Does filing pro forma 1120 mean my LLC owes US corporate income tax?
No. The pro forma 1120 is procedural only. Your LLC remains a disregarded entity for tax purposes and doesn't pay US corporate income tax. The blank income/tax fields and "Foreign-Owned U.S. DE" stamp tell the IRS to treat this as a pro forma filing.
Do I file a state Form 1120?
Only if you formed in a state with corporate income tax (California, New York, etc.) or have nexus there. Wyoming, Delaware, Florida, Nevada, Texas, and New Mexico don't have state corporate income tax on LLCs.
Can I file Form 1120 electronically (e-file)?
No. Foreign-owned disregarded entities are explicitly excluded from e-filing for Form 1120 and Form 5472. Fax to +1-855-887-7737 or mail to IRS Ogden, UT 84201-0023 only.
Do I attach a Schedule C for cost of goods sold?
No. Schedule C of Form 1120 is for dividends and special deductions (different from the Schedule C on Form 1040). For pro forma 1120, no Schedule C attachment is needed — your LLC is disregarded.
What if I made a mistake on a prior year's pro forma 1120?
File an amended return for that year.

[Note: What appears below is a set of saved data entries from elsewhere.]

// SPDX-License-Identifier: BUSL-1.1
// Copyright (c) 2026 Alfred Jean LLC

// Allow panic!/unwrap/expect in test code
#![cfg_attr(test, allow(clippy::panic))]
#![cfg_attr(test, allow(clippy::unwrap_used))]
#![cfg_attr(test, allow(clippy::expect_used))]

//! Cursor reader, argument types, and syntax errors for command grammars.
//!
//! This crate holds the lexical layer that the command dispatcher builds on:
//!
//! - [`StringReader`]: a cheap-to-clone cursor over the input with helpers
//!   for integers, floats, booleans, and quoted or unquoted strings
//! - [`ArgumentType`]: the plug point for typed argument parsers, plus the
//!   built-in catalogue ([`boolean`], [`integer`], [`float`], [`word`],
//!   [`string`], [`greedy_string`])
//! - [`SyntaxError`]: one error family with a closed [`ErrorKind`]
//!   catalogue, carrying the input and cursor for caret diagnostics
//!
//! # Quick Start
//!
//! ```
//! use cmdtree_reader::{ErrorKind, StringReader};
//!
//! let mut reader = StringReader::new("\"hello\\nworld\"");
//! let err = reader.read_quoted_string().unwrap_err();
//! assert_eq!(err.kind(), &ErrorKind::InvalidEscape { character: 'n' });
//! assert_eq!(err.cursor(), Some(7));
//! ```

mod arguments;
mod error;
mod range;
mod reader;

pub use arguments::{
    boolean, float, float_range, greedy_string, integer, integer_range, string, word,
    ArgumentType, ArgumentValue, BoolArgument, FloatArgument, IntegerArgument, StringArgument,
    StringKind,
};
pub use error::{ErrorKind, SyntaxError};
pub use range::{context_snippet, diagnostic_context, locate, StringRange};
pub use reader::StringReader;
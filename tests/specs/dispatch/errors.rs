//! Structural errors surfaced by execute.

use cmdtree_dispatch::{argument, literal, Dispatcher};
use cmdtree_reader::{integer, ErrorKind, StringReader};

use crate::prelude::syntax_error;

fn grammar() -> Dispatcher<u8> {
    let mut dispatcher = Dispatcher::new();
    dispatcher
        .register(
            literal("foo")
                .executes(|_| Ok(1))
                .then(literal("bar").executes(|_| Ok(2))),
        )
        .unwrap();
    dispatcher
        .register(literal("admin").requires(|level| *level >= 4).executes(|_| Ok(3)))
        .unwrap();
    dispatcher
        .register(literal("set").then(argument("n", integer()).executes(|ctx| ctx.get_integer("n"))))
        .unwrap();
    dispatcher
}

#[yare::parameterized(
    nothing_matches   = { "nope", ErrorKind::UnknownCommand, 0 },
    bad_subcommand    = { "foo baz", ErrorKind::UnknownArgument, 4 },
    gated_for_source  = { "admin", ErrorKind::UnknownCommand, 0 },
    only_prefix       = { "set", ErrorKind::UnknownCommand, 3 },
    lexical_error     = { "set x", ErrorKind::ExpectedInt, 4 },
    glued_token       = { "set 5x", ErrorKind::ExpectedArgumentSeparator, 5 },
)]
fn failures_point_at_the_problem(input: &str, kind: ErrorKind, cursor: usize) {
    let err = syntax_error(&grammar(), input, 0);
    assert_eq!(err.kind(), &kind);
    assert_eq!(err.cursor(), Some(cursor));
    assert_eq!(err.input(), Some(input));
}

#[test]
fn requirement_passes_for_privileged_source() {
    assert_eq!(grammar().execute_input("admin", 4).unwrap(), 3);
}

#[test]
fn parse_never_fails_and_flags_leftover_input() {
    let dispatcher = grammar();
    for input in ["", " ", "foo  bar", "foo bar baz", "set -", "\"", "é", "set 99999999999"] {
        let parse = dispatcher.parse(input, 0);
        assert!(parse.reader().cursor() <= input.len());
        if parse.reader().can_read() {
            assert!(dispatcher.execute(&parse).is_err(), "{input:?}");
        }
    }
}

#[test]
fn parse_from_positioned_reader() {
    let dispatcher = grammar();
    let parse = dispatcher.parse_reader(StringReader::with_cursor("/foo bar", 1), 0);
    assert_eq!(dispatcher.execute(&parse).unwrap(), 2);
}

Check the "Amended return" box at the top of Form 1120, attach an updated Form 5472 if it changed, and include a brief explanation. Amendments don't waive any penalty already assessed.
Can the 1120 signature be a digital signature?
Per current IRS practice, pen/ink signatures are required. In-portal canvas signatures embedded in a printable PDF have been accepted in practice, but a wet-ink signature on a printed page is the safest path. Many of our customers print, sign in pen, then fax.
Do I file pro forma 1120 if my LLC is dormant?
If your LLC had any reportable transaction (even one capital contribution), yes. If truly $0 activity for the year, you may have an argument that no filing is required — but most owners file regardless to avoid the $25,000 penalty risk.
What address do I put on the 1120?
The US business address shown on your CP-575 EIN confirmation letter — typically your registered agent's address. The IRS will mail any notices here, so make sure it can actually receive mail.
Does pro forma 1120 work for tax year 2025?
Yes. The pro forma 1120 format applies to any tax year since the §6038A rule extension to foreign-owned DEs in 2017. The form's structure may change slightly year to year (always download the current year's blank form from irs.gov), but the pro forma approach is the same.
What if I owe US tax — should I still file pro forma?
No. If your LLC genuinely owes US corporate income tax (rare for foreign-owned single-member LLCs but possible with US warehouse/employees/real estate), file a full Form 1120 with income, deductions, and tax. Consult a CPA familiar with foreign owners — our service doesn't handle the full-1120 case.